Left unaddressed, Tina says, these pockets of exclusion could become bigger concerns and sidetrack a company whose mission is to reinvent the healthcare experience for everyone. Tina is already at work identifying “unintentional mistakes” that impact culture, and building programs that can and will correct them.
But there is far more that can be done, Tina says. “One of the reasons I took this job is because Accolade’s leadership strongly believes that inclusion and diversity is not just a business imperative for talent engagement and management. It is also a strategy that can help us address disparities in healthcare and disrupt the status quo. I share that belief and find the possibilities incredibly exciting.”

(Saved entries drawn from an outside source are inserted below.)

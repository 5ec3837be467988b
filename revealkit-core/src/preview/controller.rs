use std::collections::BTreeSet;

use crate::{
    animation::{
        ease::Ease,
        player::{TransitionPlayer, TransitionSpec},
        props::PropertySet,
    },
    foundation::{
        core::{Point, RowKey, SectionId, Size, ViewportMetrics},
        error::{RevealError, RevealResult},
        math::clamp_range,
    },
    input::pointer::{PointerMotion, PointerSample},
    preview::images::{ImagePrefetcher, ImageTransform, PreviewImages},
    scene::{
        rows::RowData,
        stage::{NodeId, Stage},
    },
};

/// Geometry and motion of the floating preview panel.
#[derive(Clone, Debug, PartialEq, serde::Serialize, serde::Deserialize)]
#[serde(default)]
pub struct PreviewConfig {
    /// Panel size in px.
    pub panel_size: Size,
    /// Point of the panel placed under the pointer.
    pub anchor: Point,
    /// Gap kept between the panel and the right/bottom viewport edges.
    pub edge_margin: f64,
    /// Duration of the follow motion.
    pub move_duration_ms: f64,
    /// Ease of the follow motion.
    pub move_ease: Ease,
    /// Duration of fades.
    pub fade_duration_ms: f64,
    /// Ease of fades.
    pub fade_ease: Ease,
    /// Degrees of rotation per px of horizontal pointer speed.
    pub rotation_factor: f64,
    /// Crop parameters for preview images.
    pub image: ImageTransform,
}

impl Default for PreviewConfig {
    fn default() -> Self {
        Self {
            panel_size: Size::new(220.0, 320.0),
            anchor: Point::new(110.0, 160.0),
            edge_margin: 30.0,
            move_duration_ms: 1300.0,
            move_ease: Ease::BackOut(2.0),
            fade_duration_ms: 400.0,
            fade_ease: Ease::OutQuart,
            rotation_factor: 1.0,
            image: ImageTransform::default(),
        }
    }
}

impl PreviewConfig {
    /// Check sizes and durations.
    pub fn validate(&self) -> RevealResult<()> {
        let finite = [
            self.panel_size.width,
            self.panel_size.height,
            self.anchor.x,
            self.anchor.y,
            self.edge_margin,
            self.move_duration_ms,
            self.fade_duration_ms,
            self.rotation_factor,
        ];
        if finite.iter().any(|v| !v.is_finite()) {
            return Err(RevealError::config("preview values must be finite"));
        }
        if self.panel_size.width <= 0.0 || self.panel_size.height <= 0.0 {
            return Err(RevealError::config("preview panel size must be positive"));
        }
        if self.edge_margin < 0.0 || self.move_duration_ms < 0.0 || self.fade_duration_ms < 0.0 {
            return Err(RevealError::config(
                "preview margin and durations must be non-negative",
            ));
        }
        Ok(())
    }
}

/// Top-left target of the panel for a pointer at `pointer` (document coordinates).
///
/// The panel stays inside `[0, width - panel - margin]` horizontally and inside
/// `[0, visible bottom - panel - margin]` vertically; when the viewport is too small for the panel
/// the lower bound wins.
pub fn clamp_panel_position(pointer: Point, metrics: &ViewportMetrics, config: &PreviewConfig) -> Point {
    let size = config.panel_size;
    let max_x = metrics.width - size.width - config.edge_margin;
    let max_y = metrics.visible_bottom() - size.height - config.edge_margin;
    Point::new(
        clamp_range(pointer.x - config.anchor.x, 0.0, max_x),
        clamp_range(pointer.y - config.anchor.y, 0.0, max_y),
    )
}

/// Hover state of one list.
#[derive(Clone, Debug, Default, PartialEq, serde::Serialize)]
pub struct PreviewState {
    /// Row currently hovered.
    pub active_row: Option<RowKey>,
    /// Whether the pointer is over the list.
    pub pointer_over_list: bool,
    /// Resolved image per row.
    pub images: PreviewImages,
}

impl PreviewState {
    /// The panel is shown exactly when a row is active and the pointer is over the list.
    pub fn panel_visible(&self) -> bool {
        self.active_row.is_some() && self.pointer_over_list
    }
}

/// Owns the floating preview panel of one list and drives it from hover and pointer input.
#[derive(Debug)]
pub struct PreviewRevealController {
    owner: SectionId,
    panel: NodeId,
    config: PreviewConfig,
    state: PreviewState,
    prefetched: BTreeSet<String>,
    shown: bool,
    attached: bool,
}

impl PreviewRevealController {
    /// Lease `panel` for `owner` and hide it.
    pub fn attach(
        stage: &mut Stage,
        panel: NodeId,
        owner: SectionId,
        config: PreviewConfig,
    ) -> RevealResult<Self> {
        config.validate()?;
        stage.lease(panel, owner)?;
        if let Some(style) = stage.style_mut(panel) {
            style.opacity = 0.0;
            style.visible = false;
            style.background = None;
        }
        tracing::debug!(%owner, ?panel, "preview panel attached");
        Ok(Self {
            owner,
            panel,
            config,
            state: PreviewState::default(),
            prefetched: BTreeSet::new(),
            shown: false,
            attached: true,
        })
    }

    /// Resolve images for a new row collection and prefetch URLs not seen before.
    ///
    /// The panel picks up the new image of a still-active row; an active row that is no longer part
    /// of the collection is cleared.
    pub fn set_rows(
        &mut self,
        stage: &mut Stage,
        player: &mut TransitionPlayer,
        rows: &[RowData],
        default_image: Option<&str>,
        prefetcher: &mut dyn ImagePrefetcher,
    ) {
        self.state.images = PreviewImages::resolve(rows, default_image, &self.config.image);
        for url in self.state.images.urls() {
            if self.prefetched.insert(url.to_owned()) {
                prefetcher.prefetch(url);
            }
        }
        let Some(active) = &self.state.active_row else {
            return;
        };
        if self.state.images.contains(active) {
            let background = self.state.images.get(active).map(str::to_owned);
            if let Some(style) = stage.style_mut(self.panel) {
                style.background = background;
            }
        } else {
            self.state.active_row = None;
            self.sync(stage, player);
        }
    }

    /// Pointer entered `row`.
    pub fn hover_enter(&mut self, stage: &mut Stage, player: &mut TransitionPlayer, row: RowKey) {
        if !self.attached {
            return;
        }
        let background = self.state.images.get(&row).map(str::to_owned);
        if let Some(style) = stage.style_mut(self.panel) {
            style.background = background;
        }
        tracing::trace!(owner = %self.owner, %row, "preview hover");
        self.state.active_row = Some(row);
        self.state.pointer_over_list = true;
        self.sync(stage, player);
    }

    /// Pointer left the list.
    pub fn leave_list(&mut self, stage: &mut Stage, player: &mut TransitionPlayer) {
        if !self.attached {
            return;
        }
        self.state.active_row = None;
        self.state.pointer_over_list = false;
        self.sync(stage, player);
    }

    /// Retarget the panel for a new pointer sample. Ignored while no row is active.
    pub fn pointer_sample(
        &mut self,
        stage: &mut Stage,
        player: &mut TransitionPlayer,
        sample: PointerSample,
        motion: PointerMotion,
        metrics: &ViewportMetrics,
    ) {
        if !self.attached || self.state.active_row.is_none() {
            return;
        }
        let target = clamp_panel_position(sample.point(), metrics, &self.config);
        let spec = TransitionSpec::new(
            "preview-move",
            PropertySet::new()
                .x(target.x)
                .y(target.y)
                .rotation(motion.rotation(self.config.rotation_factor)),
        )
        .duration_ms(self.config.move_duration_ms)
        .ease(self.config.move_ease);
        player.play(stage, self.panel, &spec);
    }

    // Fades only start when the logical visibility flips, so repeated hovers don't restart them.
    fn sync(&mut self, stage: &mut Stage, player: &mut TransitionPlayer) {
        let visible = self.state.panel_visible();
        if visible == self.shown {
            return;
        }
        self.shown = visible;

        let spec = if visible {
            TransitionSpec::new("preview-fade-in", PropertySet::new().opacity(1.0).visible(true))
                .from_state(PropertySet::new().visible(true))
        } else {
            TransitionSpec::new(
                "preview-fade-out",
                PropertySet::new().opacity(0.0).visible(false),
            )
        }
        .duration_ms(self.config.fade_duration_ms)
        .ease(self.config.fade_ease);
        player.play(stage, self.panel, &spec);
    }

    /// Stop the panel, hide it and give up the lease. Safe to call more than once.
    pub fn detach(&mut self, stage: &mut Stage, player: &mut TransitionPlayer) {
        if !self.attached {
            return;
        }
        self.attached = false;
        player.cancel_node(self.panel);
        if let Some(style) = stage.style_mut(self.panel) {
            style.opacity = 0.0;
            style.visible = false;
            style.background = None;
        }
        stage.release(self.panel, self.owner);
        self.state.active_row = None;
        self.state.pointer_over_list = false;
        self.shown = false;
        tracing::debug!(owner = %self.owner, "preview panel detached");
    }

    /// Current hover state.
    pub fn state(&self) -> &PreviewState {
        &self.state
    }

    /// The leased panel.
    pub fn panel(&self) -> NodeId {
        self.panel
    }

    /// Whether the controller still holds the panel.
    pub fn is_attached(&self) -> bool {
        self.attached
    }

    /// Active configuration.
    pub fn config(&self) -> &PreviewConfig {
        &self.config
    }
}

#[cfg(test)]
#[path = "../../tests/unit/preview/controller.rs"]
mod tests;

What would happen, she wonders, if Accolade, in its quest to get even better at delivering positive healthcare outcomes, studied healthcare outcomes disparity through the diversity lens? What if Accolade developed tools and analytics that enabled its Health Assistants to better understand cultural nuances in healthcare navigation and consumption? If Accolade’s understanding of cultural norms was enhanced in ways that enabled us to analyze how and why people of different cultures seek out healthcare services? If Accolade built even stronger relationships focused on how individuals defined themselves?
“It’s possible to develop tools and mine our data in ways that allow us to both positively affect existing disparities for the insured and gain insights to help the disenfranchised,” says Tina. “There is so much more that we can do to become culturally competent in healthcare navigation and impact our individual members’ health outcomes.”
As a former marketing consultant focused on great business outcomes, Tina is passionately determined “to link internal human capital strategies with go-to-market strategies” that will affect not just one growing business but, potentially, disrupt healthcare disparities.
“If we do things right early at Accolade from an inclusion and diversity perspective, we won’t be facing the issues many companies face as we grow and scale,” says Tina. “If we do inclusive healthcare right, we’ll be doing even more to positively impact healthcare outcomes across the full spectrum of families.”